Problem to solve
Restate the records word for word, omitting nothing.

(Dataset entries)
------------------------------------

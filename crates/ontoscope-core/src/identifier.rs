//! Identifier management using string interning for efficient string storage and comparison
//!
//! This module provides the [`Id`] type. Store identifiers (IRIs, prefixed
//! names, plain strings) are interned once, so every entity key in the
//! engine is a cheap `Copy` value that compares in constant time.
//!
//! Identifiers are canonicalized when they are interned through
//! [`Id::canonical`]: surrounding whitespace and trailing separators are
//! stripped, so `http://example.org/Person/` and `http://example.org/Person`
//! name the same entity.

use std::{
    cmp::Ordering,
    fmt,
    sync::{Mutex, MutexGuard, OnceLock},
};

use string_interner::{DefaultStringInterner, DefaultSymbol};

/// Global string interner for efficient identifier storage.
///
/// # Thread Safety
///
/// This uses `Mutex` for thread-safe access to the string interner.
static INTERNER: OnceLock<Mutex<DefaultStringInterner>> = OnceLock::new();

/// Characters that end a namespace and start a local name.
const SEPARATORS: [char; 3] = ['#', '/', ':'];

/// Characters stripped from the end of an identifier during canonicalization.
const TRAILING_SEPARATORS: [char; 2] = ['/', '#'];

fn interner() -> MutexGuard<'static, DefaultStringInterner> {
    INTERNER
        .get_or_init(|| Mutex::new(DefaultStringInterner::new()))
        .lock()
        .unwrap_or_else(|poisoned| poisoned.into_inner())
}

/// Efficient identifier type using string interning
///
/// # Examples
///
/// ```
/// use ontoscope_core::identifier::Id;
///
/// let person = Id::new("http://example.org/Person");
/// assert_eq!(person, "http://example.org/Person");
/// assert_eq!(person.local_name(), "Person");
///
/// // Canonical ids ignore trailing separators
/// assert_eq!(Id::canonical(" http://example.org/Person/ "), person);
/// ```
#[derive(Debug, Clone, Copy, PartialEq, Eq, Hash)]
pub struct Id(DefaultSymbol);

impl Id {
    /// Creates an `Id` from &str, verbatim.
    ///
    /// # Examples
    ///
    /// ```
    /// use ontoscope_core::identifier::Id;
    ///
    /// let id = Id::new("ex:Person");
    /// assert_eq!(id, "ex:Person");
    /// ```
    pub fn new(name: &str) -> Self {
        Self(interner().get_or_intern(name))
    }

    /// Creates the canonical `Id` for a raw store identifier.
    ///
    /// Whitespace around the identifier and any trailing `/` or `#` are
    /// removed before interning. An identifier made only of separators
    /// canonicalizes to the empty id.
    pub fn canonical(raw: &str) -> Self {
        Self::new(canonicalize(raw))
    }

    /// Returns the interned string as an owned `String`.
    pub fn as_string(&self) -> String {
        self.with_str(str::to_owned)
    }

    /// Returns the local name: the segment after the last `#`, `/` or `:`.
    ///
    /// Identifiers without any separator are returned whole.
    pub fn local_name(&self) -> String {
        self.with_str(|s| local_name(s).to_owned())
    }

    /// Returns `true` if the identifier is the empty string.
    pub fn is_empty(&self) -> bool {
        self.with_str(str::is_empty)
    }

    /// Runs `f` with the interned string, holding the interner lock once.
    pub fn with_str<T>(&self, f: impl FnOnce(&str) -> T) -> T {
        let interner = interner();
        let value = interner.resolve(self.0).unwrap_or_default();
        f(value)
    }

    /// Compares two identifiers by their string value.
    ///
    /// `Id` itself is ordered by nothing meaningful (interning order), so
    /// anything that needs a reproducible order goes through this.
    pub fn cmp_lexical(&self, other: &Id) -> Ordering {
        if self == other {
            return Ordering::Equal;
        }
        let interner = interner();
        let left = interner.resolve(self.0).unwrap_or_default();
        let right = interner.resolve(other.0).unwrap_or_default();
        left.cmp(right)
    }
}

/// Strips surrounding whitespace and trailing separators from `raw`.
pub fn canonicalize(raw: &str) -> &str {
    raw.trim().trim_end_matches(TRAILING_SEPARATORS)
}

/// Returns the local name of a raw identifier string.
pub fn local_name(raw: &str) -> &str {
    let trimmed = canonicalize(raw);
    match trimmed.rfind(SEPARATORS) {
        Some(idx) => &trimmed[idx + 1..],
        None => trimmed,
    }
}

impl fmt::Display for Id {
    fn fmt(&self, f: &mut fmt::Formatter<'_>) -> fmt::Result {
        self.with_str(|s| f.write_str(s))
    }
}

impl std::str::FromStr for Id {
    type Err = ();

    fn from_str(s: &str) -> Result<Self, Self::Err> {
        Ok(Self::new(s))
    }
}

impl From<&str> for Id {
    /// Creates an `Id` from a string slice
    ///
    /// This is a convenience implementation that calls `Id::new`.
    fn from(name: &str) -> Self {
        Self::new(name)
    }
}

impl PartialEq<str> for Id {
    /// Allows direct comparison with string slices: `id == "string"`
    fn eq(&self, other: &str) -> bool {
        self.with_str(|s| s == other)
    }
}

impl PartialEq<&str> for Id {
    fn eq(&self, other: &&str) -> bool {
        self == *other
    }
}

#[cfg(test)]
mod tests {
    use super::*;

    #[test]
    fn test_new() {
        let id1 = Id::new("Person");
        let id2 = Id::new("Person");
        let id3 = Id::new("Place");

        assert_eq!(id1, id2);
        assert_ne!(id1, id3);
        assert_eq!(id1, "Person");
    }

    #[test]
    fn test_canonical_strips_trailing_separators() {
        let plain = Id::canonical("http://example.org/Person");
        let slash = Id::canonical("http://example.org/Person/");
        let hash = Id::canonical("http://example.org/Person#");
        let padded = Id::canonical("  http://example.org/Person  ");

        assert_eq!(plain, slash);
        assert_eq!(plain, hash);
        assert_eq!(plain, padded);
        assert_eq!(plain, "http://example.org/Person");
    }

    #[test]
    fn test_canonical_only_separators_is_empty() {
        assert!(Id::canonical("//#").is_empty());
        assert!(Id::canonical("   ").is_empty());
    }

    #[test]
    fn test_local_name() {
        assert_eq!(Id::new("http://example.org/onto#Person").local_name(), "Person");
        assert_eq!(Id::new("http://example.org/people/alice").local_name(), "alice");
        assert_eq!(Id::new("ex:Person").local_name(), "Person");
        assert_eq!(Id::new("Person").local_name(), "Person");
        assert_eq!(local_name("http://example.org/Person/"), "Person");
    }

    #[test]
    fn test_cmp_lexical() {
        let a = Id::new("lex_b");
        let b = Id::new("lex_a");

        assert_eq!(a.cmp_lexical(&b), Ordering::Greater);
        assert_eq!(b.cmp_lexical(&a), Ordering::Less);
        assert_eq!(a.cmp_lexical(&a), Ordering::Equal);
    }

    #[test]
    fn test_display_trait() {
        let id = Id::new("display_test");
        assert_eq!(format!("{}", id), "display_test");
        assert_eq!(id.as_string(), "display_test");
    }

    #[test]
    fn test_from_trait() {
        let id1: Id = "test_string".into();
        let id2 = Id::new("test_string");

        assert_eq!(id1, id2);
    }

    #[test]
    fn test_hash_and_eq() {
        use std::collections::HashMap;

        let id1 = Id::new("key1");
        let id2 = Id::new("key1");
        let id3 = Id::new("key2");

        let mut map = HashMap::new();
        map.insert(id1, "value1");
        map.insert(id3, "value2");

        assert_eq!(map.get(&id2), Some(&"value1"));
        assert_eq!(map.len(), 2);
    }

    #[test]
    fn test_partial_eq_str_ref() {
        let id = Id::new("Component");
        let name = String::from("Component");

        assert!(id == name.as_str());
        assert!(id != "Element");
    }
}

------------------------------------

Task answer
filename crates/ontoscope-core/src/identifier.rs
//! Identifier management using string interning for efficient string storage and comparison
//!
//! This module provides the [`Id`] type. Store identifiers (IRIs, prefixed
//! names, plain strings) are interned once, so every entity key in the
//! engine is a cheap `Copy` value that compares in constant time.
//!
//! Identifiers are canonicalized when they are interned through
//! [`Id::canonical`]: surrounding whitespace and trailing separators are
//! stripped, so `http://example.org/Person/` and `http://example.org/Person`
//! name the same entity.

use std::{
    cmp::Ordering,
    fmt,
    sync::{Mutex, MutexGuard, OnceLock},
};

use string_interner::{DefaultStringInterner, DefaultSymbol};

/// Global string interner for efficient identifier storage.
///
/// # Thread Safety
///
/// This uses `Mutex` for thread-safe access to the string interner.
static INTERNER: OnceLock<Mutex<DefaultStringInterner>> = OnceLock::new();

/// Characters that end a namespace and start a local name.
const SEPARATORS: [char; 3] = ['#', '/', ':'];

/// Characters stripped from the end of an identifier during canonicalization.
const TRAILING_SEPARATORS: [char; 2] = ['/', '#'];

fn interner() -> MutexGuard<'static, DefaultStringInterner> {
    INTERNER
        .get_or_init(|| Mutex::new(DefaultStringInterner::new()))
        .lock()
        .unwrap_or_else(|poisoned| poisoned.into_inner())
}

/// Efficient identifier type using string interning
///
/// # Examples
///
/// ```
/// use ontoscope_core::identifier::Id;
///
/// let person = Id::new("http://example.org/Person");
/// assert_eq!(person, "http://example.org/Person");
/// assert_eq!(person.local_name(), "Person");
///
/// // Canonical ids ignore trailing separators
/// assert_eq!(Id::canonical(" http://example.org/Person/ "), person);
/// ```
#[derive(Debug, Clone, Copy, PartialEq, Eq, Hash)]
pub struct Id(DefaultSymbol);

impl Id {
    /// Creates an `Id` from &str, verbatim.
    ///
    /// # Examples
    ///
    /// ```
    /// use ontoscope_core::identifier::Id;
    ///
    /// let id = Id::new("ex:Person");
    /// assert_eq!(id, "ex:Person");
    /// ```
    pub fn new(name: &str) -> Self {
        Self(interner().get_or_intern(name))
    }

    /// Creates the canonical `Id` for a raw store identifier.
    ///
    /// Whitespace around the identifier and any trailing `/` or `#` are
    /// removed before interning. An identifier made only of separators
    /// canonicalizes to the empty id.
    pub fn canonical(raw: &str) -> Self {
        Self::new(canonicalize(raw))
    }

    /// Returns the interned string as an owned `String`.
    pub fn as_string(&self) -> String {
        self.with_str(str::to_owned)
    }

    /// Returns the local name: the segment after the last `#`, `/` or `:`.
    ///
    /// Identifiers without any separator are returned whole.
    pub fn local_name(&self) -> String {
        self.with_str(|s| local_name(s).to_owned())
    }

    /// Returns `true` if the identifier is the empty string.
    pub fn is_empty(&self) -> bool {
        self.with_str(str::is_empty)
    }

    /// Runs `f` with the interned string, holding the interner lock once.
    pub fn with_str<T>(&self, f: impl FnOnce(&str) -> T) -> T {
        let interner = interner();
        let value = interner.resolve(self.0).unwrap_or_default();
        f(value)
    }

    /// Compares two identifiers by their string value.
    ///
    /// `Id` itself is ordered by nothing meaningful (interning order), so
    /// anything that needs a reproducible order goes through this.
    pub fn cmp_lexical(&self, other: &Id) -> Ordering {
        if self == other {
            return Ordering::Equal;
        }
        let interner = interner();
        let left = interner.resolve(self.0).unwrap_or_default();
        let right = interner.resolve(other.0).unwrap_or_default();
        left.cmp(right)
    }
}

/// Strips surrounding whitespace and trailing separators from `raw`.
pub fn canonicalize(raw: &str) -> &str {
    raw.trim().trim_end_matches(TRAILING_SEPARATORS)
}

/// Returns the local name of a raw identifier string.
pub fn local_name(raw: &str) -> &str {
    let trimmed = canonicalize(raw);
    match trimmed.rfind(SEPARATORS) {
        Some(idx) => &trimmed[idx + 1..],
        None => trimmed,
    }
}

impl fmt::Display for Id {
    fn fmt(&self, f: &mut fmt::Formatter<'_>) -> fmt::Result {
        self.with_str(|s| f.write_str(s))
    }
}

impl std::str::FromStr for Id {
    type Err = ();

    fn from_str(s: &str) -> Result<Self, Self::Err> {
        Ok(Self::new(s))
    }
}

impl From<&str> for Id {
    /// Creates an `Id` from a string slice
    ///
    /// This is a convenience implementation that calls `Id::new`.
    fn from(name: &str) -> Self {
        Self::new(name)
    }
}

impl PartialEq<str> for Id {
    /// Allows direct comparison with string slices: `id == "string"`
    fn eq(&self, other: &str) -> bool {
        self.with_str(|s| s == other)
    }
}

impl PartialEq<&str> for Id {
    fn eq(&self, other: &&str) -> bool {
        self == *other
    }
}

#[cfg(test)]
mod tests {
    use super::*;

    #[test]
    fn test_new() {
        let id1 = Id::new("Person");
        let id2 = Id::new("Person");
        let id3 = Id::new("Place");

        assert_eq!(id1, id2);
        assert_ne!(id1, id3);
        assert_eq!(id1, "Person");
    }

    #[test]
    fn test_canonical_strips_trailing_separators() {
        let plain = Id::canonical("http://example.org/Person");
        let slash = Id::canonical("http://example.org/Person/");
        let hash = Id::canonical("http://example.org/Person#");
        let padded = Id::canonical("  http://example.org/Person  ");

        assert_eq!(plain, slash);
        assert_eq!(plain, hash);
        assert_eq!(plain, padded);
        assert_eq!(plain, "http://example.org/Person");
    }

    #[test]
    fn test_canonical_only_separators_is_empty() {
        assert!(Id::canonical("//#").is_empty());
        assert!(Id::canonical("   ").is_empty());
    }

    #[test]
    fn test_local_name() {
        assert_eq!(Id::new("http://example.org/onto#Person").local_name(), "Person");
        assert_eq!(Id::new("http://example.org/people/alice").local_name(), "alice");
        assert_eq!(Id::new("ex:Person").local_name(), "Person");
        assert_eq!(Id::new("Person").local_name(), "Person");
        assert_eq!(local_name("http://example.org/Person/"), "Person");
    }

    #[test]
    fn test_cmp_lexical() {
        let a = Id::new("lex_b");
        let b = Id::new("lex_a");

        assert_eq!(a.cmp_lexical(&b), Ordering::Greater);
        assert_eq!(b.cmp_lexical(&a), Ordering::Less);
        assert_eq!(a.cmp_lexical(&a), Ordering::Equal);
    }

    #[test]
    fn test_display_trait() {
        let id = Id::new("display_test");
        assert_eq!(format!("{}", id), "display_test");
        assert_eq!(id.as_string(), "display_test");
    }

    #[test]
    fn test_from_trait() {
        let id1: Id = "test_string".into();
        let id2 = Id::new("test_string");

        assert_eq!(id1, id2);
    }

    #[test]
    fn test_hash_and_eq() {
        use std::collections::HashMap;

        let id1 = Id::new("key1");
        let id2 = Id::new("key1");
        let id3 = Id::new("key2");

        let mut map = HashMap::new();
        map.insert(id1, "value1");
        map.insert(id3, "value2");

        assert_eq!(map.get(&id2), Some(&"value1"));
        assert_eq!(map.len(), 2);
    }

    #[test]
    fn test_partial_eq_str_ref() {
        let id = Id::new("Component");
        let name = String::from("Component");

        assert!(id == name.as_str());
        assert!(id != "Element");
    }
}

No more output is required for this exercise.